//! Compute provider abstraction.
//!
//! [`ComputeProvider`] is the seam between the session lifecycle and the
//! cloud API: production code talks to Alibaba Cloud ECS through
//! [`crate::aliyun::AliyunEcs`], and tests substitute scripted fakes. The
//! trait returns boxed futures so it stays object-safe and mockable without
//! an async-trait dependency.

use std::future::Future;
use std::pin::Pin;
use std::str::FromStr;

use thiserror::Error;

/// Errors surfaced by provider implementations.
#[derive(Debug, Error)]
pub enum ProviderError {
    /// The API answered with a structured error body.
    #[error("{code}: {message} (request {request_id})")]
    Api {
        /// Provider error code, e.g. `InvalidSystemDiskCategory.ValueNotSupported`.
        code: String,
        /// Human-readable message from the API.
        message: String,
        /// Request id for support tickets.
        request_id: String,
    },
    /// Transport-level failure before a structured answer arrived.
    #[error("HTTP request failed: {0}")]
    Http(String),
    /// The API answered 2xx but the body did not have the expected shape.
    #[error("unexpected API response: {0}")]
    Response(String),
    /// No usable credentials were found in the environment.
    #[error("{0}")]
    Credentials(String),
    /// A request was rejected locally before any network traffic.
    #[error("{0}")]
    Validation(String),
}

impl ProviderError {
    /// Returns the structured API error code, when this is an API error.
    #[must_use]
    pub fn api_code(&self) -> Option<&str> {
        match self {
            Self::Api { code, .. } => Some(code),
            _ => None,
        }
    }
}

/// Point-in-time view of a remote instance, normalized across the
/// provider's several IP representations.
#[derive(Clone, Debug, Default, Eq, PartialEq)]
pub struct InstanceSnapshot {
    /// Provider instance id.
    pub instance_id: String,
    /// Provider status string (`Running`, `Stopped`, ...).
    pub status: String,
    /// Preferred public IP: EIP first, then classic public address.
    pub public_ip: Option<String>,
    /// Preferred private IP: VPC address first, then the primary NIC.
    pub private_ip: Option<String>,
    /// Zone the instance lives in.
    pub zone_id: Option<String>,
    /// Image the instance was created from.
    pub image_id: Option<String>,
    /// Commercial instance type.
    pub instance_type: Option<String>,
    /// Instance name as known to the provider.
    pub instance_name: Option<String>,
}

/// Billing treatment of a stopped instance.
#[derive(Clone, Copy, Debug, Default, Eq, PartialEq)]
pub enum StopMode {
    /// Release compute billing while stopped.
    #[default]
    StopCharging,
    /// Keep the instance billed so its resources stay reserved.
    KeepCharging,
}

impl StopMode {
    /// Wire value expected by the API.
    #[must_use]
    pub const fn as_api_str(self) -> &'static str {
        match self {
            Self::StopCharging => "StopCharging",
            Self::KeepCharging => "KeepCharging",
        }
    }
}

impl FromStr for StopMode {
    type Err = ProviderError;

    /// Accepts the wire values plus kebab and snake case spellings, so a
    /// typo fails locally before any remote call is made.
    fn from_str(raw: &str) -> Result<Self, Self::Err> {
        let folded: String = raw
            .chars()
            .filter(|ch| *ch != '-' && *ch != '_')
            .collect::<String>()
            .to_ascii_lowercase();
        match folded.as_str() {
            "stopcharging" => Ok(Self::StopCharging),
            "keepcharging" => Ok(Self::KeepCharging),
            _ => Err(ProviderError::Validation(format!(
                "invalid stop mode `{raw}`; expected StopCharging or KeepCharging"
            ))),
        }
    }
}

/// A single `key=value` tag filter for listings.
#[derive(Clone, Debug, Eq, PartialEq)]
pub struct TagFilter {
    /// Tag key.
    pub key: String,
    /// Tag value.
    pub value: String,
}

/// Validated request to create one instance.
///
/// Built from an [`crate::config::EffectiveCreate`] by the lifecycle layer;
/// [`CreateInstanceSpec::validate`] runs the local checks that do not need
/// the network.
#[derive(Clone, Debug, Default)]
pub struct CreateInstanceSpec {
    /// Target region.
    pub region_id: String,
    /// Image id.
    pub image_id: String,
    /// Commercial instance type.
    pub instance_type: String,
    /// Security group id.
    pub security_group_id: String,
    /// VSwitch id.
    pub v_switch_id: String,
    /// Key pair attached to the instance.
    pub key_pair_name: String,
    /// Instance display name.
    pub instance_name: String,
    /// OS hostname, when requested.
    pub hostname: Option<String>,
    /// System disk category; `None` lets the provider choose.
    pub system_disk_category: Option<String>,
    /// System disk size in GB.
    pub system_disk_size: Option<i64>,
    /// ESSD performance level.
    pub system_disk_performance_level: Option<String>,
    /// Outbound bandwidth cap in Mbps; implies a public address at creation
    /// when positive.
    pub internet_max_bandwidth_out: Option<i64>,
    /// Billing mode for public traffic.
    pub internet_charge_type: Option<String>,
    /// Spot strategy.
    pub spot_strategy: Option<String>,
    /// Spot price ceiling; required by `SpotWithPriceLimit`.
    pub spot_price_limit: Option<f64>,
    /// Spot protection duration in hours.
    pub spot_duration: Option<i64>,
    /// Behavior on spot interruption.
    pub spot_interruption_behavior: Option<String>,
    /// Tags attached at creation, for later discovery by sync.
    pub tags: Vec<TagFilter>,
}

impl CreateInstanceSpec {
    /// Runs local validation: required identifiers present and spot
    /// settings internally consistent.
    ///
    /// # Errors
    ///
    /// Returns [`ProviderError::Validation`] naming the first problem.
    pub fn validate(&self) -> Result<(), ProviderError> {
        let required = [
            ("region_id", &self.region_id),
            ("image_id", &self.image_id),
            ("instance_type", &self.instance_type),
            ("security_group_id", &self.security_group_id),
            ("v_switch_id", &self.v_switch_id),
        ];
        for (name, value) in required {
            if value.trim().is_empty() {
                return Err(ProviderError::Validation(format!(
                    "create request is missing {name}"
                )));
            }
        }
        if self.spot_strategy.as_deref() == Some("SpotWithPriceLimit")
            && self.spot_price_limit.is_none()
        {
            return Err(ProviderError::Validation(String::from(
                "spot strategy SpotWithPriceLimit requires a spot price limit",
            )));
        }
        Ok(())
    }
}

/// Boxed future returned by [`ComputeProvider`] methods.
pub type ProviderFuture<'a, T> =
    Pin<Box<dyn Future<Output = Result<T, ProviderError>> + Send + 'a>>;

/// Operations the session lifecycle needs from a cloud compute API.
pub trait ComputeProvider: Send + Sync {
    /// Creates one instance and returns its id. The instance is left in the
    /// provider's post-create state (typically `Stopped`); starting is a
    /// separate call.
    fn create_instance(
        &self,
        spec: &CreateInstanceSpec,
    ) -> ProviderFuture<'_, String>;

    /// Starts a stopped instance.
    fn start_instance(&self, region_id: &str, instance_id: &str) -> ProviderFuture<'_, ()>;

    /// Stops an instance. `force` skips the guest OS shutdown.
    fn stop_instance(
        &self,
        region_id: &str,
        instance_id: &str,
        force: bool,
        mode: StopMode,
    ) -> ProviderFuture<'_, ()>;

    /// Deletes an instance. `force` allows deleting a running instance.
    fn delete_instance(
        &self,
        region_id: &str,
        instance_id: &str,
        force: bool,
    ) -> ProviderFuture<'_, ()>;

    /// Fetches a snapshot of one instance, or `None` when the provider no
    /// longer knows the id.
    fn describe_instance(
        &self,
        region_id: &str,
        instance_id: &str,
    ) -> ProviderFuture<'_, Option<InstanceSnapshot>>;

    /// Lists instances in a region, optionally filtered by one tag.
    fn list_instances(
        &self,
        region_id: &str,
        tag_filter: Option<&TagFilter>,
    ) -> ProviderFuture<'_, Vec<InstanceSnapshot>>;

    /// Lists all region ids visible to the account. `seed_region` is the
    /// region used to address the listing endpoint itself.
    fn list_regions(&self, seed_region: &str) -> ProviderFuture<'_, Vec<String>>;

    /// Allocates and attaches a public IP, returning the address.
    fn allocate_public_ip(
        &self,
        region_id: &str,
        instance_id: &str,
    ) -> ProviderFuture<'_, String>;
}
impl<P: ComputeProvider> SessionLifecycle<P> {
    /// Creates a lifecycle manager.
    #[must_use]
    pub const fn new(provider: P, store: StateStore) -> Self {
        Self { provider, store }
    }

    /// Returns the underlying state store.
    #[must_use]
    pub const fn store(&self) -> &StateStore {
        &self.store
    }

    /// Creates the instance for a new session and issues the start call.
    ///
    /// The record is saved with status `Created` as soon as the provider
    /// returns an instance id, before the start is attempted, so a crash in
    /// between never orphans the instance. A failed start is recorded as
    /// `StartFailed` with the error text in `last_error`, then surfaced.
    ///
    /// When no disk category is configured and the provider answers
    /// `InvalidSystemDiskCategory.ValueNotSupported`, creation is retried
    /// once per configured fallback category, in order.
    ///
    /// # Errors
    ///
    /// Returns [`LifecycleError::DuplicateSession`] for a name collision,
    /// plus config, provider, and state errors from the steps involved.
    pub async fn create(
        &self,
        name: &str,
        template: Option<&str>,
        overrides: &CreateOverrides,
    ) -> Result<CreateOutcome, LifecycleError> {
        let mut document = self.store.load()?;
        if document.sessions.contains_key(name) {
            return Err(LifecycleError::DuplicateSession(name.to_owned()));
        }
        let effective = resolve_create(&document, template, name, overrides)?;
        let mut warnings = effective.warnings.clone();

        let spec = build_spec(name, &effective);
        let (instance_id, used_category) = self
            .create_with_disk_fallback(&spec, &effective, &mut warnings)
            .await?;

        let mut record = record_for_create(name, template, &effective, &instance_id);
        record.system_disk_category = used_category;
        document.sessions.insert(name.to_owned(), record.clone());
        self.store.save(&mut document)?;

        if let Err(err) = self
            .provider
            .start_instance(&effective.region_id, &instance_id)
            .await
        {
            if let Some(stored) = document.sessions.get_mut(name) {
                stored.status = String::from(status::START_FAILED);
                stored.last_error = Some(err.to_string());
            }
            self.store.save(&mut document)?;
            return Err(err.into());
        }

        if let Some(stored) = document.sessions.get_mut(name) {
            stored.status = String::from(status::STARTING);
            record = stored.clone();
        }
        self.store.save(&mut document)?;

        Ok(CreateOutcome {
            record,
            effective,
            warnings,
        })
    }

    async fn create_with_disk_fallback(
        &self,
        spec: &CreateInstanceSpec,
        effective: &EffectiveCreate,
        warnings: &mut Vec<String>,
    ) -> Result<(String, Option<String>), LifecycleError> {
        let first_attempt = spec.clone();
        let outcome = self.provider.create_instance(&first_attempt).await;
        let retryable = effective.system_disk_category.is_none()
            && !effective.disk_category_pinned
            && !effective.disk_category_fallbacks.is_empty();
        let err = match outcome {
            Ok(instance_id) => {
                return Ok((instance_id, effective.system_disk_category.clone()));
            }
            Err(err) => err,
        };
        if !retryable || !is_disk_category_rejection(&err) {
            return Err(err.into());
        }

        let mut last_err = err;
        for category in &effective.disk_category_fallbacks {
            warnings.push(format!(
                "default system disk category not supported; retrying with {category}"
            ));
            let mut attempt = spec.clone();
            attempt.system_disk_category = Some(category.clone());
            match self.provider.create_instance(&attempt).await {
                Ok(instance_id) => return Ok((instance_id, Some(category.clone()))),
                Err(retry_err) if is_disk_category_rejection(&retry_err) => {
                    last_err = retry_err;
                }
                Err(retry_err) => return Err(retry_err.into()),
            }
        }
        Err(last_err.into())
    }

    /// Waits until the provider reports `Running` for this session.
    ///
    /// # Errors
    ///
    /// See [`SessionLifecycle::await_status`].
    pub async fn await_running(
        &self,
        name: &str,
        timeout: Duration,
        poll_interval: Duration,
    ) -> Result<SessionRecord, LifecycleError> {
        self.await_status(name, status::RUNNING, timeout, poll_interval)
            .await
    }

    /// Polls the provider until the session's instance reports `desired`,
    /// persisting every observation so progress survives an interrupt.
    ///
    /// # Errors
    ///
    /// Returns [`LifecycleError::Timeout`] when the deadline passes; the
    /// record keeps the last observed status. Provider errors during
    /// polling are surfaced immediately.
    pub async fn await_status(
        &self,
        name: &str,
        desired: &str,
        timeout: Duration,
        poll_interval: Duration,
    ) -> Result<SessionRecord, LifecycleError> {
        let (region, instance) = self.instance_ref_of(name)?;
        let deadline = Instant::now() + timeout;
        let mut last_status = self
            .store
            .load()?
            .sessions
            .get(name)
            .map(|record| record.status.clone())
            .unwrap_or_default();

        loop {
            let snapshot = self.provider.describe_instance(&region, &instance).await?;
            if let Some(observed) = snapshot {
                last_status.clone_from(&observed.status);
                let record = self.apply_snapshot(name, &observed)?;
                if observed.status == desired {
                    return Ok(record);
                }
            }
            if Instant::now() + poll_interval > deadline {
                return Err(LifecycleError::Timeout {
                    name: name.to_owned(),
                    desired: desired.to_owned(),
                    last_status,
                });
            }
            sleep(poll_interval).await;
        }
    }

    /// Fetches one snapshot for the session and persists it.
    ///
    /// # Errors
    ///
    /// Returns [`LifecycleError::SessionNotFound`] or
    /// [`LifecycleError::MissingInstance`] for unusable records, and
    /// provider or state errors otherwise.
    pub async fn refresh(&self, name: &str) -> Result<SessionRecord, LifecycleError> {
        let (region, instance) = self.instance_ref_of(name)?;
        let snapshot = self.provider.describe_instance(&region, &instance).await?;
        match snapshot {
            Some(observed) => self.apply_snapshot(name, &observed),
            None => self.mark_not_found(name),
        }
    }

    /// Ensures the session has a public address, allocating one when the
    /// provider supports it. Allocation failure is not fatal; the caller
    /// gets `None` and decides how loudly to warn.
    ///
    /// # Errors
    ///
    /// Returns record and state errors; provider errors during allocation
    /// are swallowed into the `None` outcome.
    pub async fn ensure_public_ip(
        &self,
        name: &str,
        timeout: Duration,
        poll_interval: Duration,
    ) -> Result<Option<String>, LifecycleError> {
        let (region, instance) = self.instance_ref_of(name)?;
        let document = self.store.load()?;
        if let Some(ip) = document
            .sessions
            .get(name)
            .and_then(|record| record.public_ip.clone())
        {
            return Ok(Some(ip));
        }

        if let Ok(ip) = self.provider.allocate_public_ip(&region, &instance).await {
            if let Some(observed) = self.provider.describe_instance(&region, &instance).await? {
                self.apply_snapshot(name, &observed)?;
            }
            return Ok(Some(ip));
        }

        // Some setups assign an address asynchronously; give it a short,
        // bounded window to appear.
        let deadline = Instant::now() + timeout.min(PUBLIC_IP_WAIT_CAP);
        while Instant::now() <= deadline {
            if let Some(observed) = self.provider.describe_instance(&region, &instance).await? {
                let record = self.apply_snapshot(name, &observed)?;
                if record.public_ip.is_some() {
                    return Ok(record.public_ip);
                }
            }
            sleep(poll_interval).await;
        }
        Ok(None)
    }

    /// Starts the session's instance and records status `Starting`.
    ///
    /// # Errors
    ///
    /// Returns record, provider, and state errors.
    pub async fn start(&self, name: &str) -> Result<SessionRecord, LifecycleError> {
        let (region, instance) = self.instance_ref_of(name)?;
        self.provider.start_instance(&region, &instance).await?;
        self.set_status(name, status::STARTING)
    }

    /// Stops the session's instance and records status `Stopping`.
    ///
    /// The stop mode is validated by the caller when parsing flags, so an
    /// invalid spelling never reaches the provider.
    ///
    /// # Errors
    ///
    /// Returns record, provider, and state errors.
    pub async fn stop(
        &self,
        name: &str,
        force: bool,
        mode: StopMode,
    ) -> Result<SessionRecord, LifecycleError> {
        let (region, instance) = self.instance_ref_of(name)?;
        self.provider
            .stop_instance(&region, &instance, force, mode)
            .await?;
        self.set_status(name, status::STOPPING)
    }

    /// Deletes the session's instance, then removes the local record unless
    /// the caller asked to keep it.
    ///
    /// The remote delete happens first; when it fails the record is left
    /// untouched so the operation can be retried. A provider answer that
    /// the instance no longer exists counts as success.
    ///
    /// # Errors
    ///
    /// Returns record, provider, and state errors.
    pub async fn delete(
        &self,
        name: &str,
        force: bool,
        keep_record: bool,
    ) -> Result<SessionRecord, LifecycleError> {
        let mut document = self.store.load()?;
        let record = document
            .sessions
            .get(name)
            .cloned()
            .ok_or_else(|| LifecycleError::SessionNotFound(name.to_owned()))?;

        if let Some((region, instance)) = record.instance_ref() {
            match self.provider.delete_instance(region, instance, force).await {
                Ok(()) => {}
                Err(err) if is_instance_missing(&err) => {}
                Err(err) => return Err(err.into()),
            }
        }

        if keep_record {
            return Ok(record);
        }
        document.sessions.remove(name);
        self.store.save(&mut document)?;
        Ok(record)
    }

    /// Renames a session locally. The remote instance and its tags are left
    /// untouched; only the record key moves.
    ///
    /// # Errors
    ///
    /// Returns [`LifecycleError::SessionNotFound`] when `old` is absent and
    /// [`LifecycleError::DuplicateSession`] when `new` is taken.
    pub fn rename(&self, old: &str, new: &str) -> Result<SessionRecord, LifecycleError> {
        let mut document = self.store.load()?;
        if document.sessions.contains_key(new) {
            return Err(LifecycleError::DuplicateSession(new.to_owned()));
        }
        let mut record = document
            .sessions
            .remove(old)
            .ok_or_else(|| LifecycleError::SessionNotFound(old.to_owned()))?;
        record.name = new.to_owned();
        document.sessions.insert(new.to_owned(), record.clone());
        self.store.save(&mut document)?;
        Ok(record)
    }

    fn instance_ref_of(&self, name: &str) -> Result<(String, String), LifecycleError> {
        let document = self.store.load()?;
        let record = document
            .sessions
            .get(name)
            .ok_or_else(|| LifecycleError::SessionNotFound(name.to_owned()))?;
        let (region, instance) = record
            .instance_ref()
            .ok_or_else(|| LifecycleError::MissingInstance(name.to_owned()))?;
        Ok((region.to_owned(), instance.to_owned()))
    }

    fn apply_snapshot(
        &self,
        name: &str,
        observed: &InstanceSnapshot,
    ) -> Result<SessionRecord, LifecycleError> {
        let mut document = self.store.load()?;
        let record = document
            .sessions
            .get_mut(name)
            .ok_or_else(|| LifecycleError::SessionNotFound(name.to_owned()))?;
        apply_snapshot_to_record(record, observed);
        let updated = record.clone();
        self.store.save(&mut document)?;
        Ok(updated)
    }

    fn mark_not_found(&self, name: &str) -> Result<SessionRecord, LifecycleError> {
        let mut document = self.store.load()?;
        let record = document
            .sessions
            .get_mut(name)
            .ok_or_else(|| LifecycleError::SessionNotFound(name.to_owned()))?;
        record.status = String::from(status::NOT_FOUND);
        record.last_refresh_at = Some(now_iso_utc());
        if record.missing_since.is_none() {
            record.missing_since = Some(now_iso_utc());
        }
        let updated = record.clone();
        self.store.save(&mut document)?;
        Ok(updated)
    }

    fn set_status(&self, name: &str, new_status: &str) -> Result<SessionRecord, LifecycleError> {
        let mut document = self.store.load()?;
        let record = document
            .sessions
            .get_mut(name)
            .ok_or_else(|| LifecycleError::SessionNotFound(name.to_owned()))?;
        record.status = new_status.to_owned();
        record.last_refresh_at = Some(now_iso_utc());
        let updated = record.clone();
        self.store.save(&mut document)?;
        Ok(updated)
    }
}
=-=-=
- **TASK PROMPT**
Report only how many lines in the entries contain "never".

- **TASK RESPONSE**
2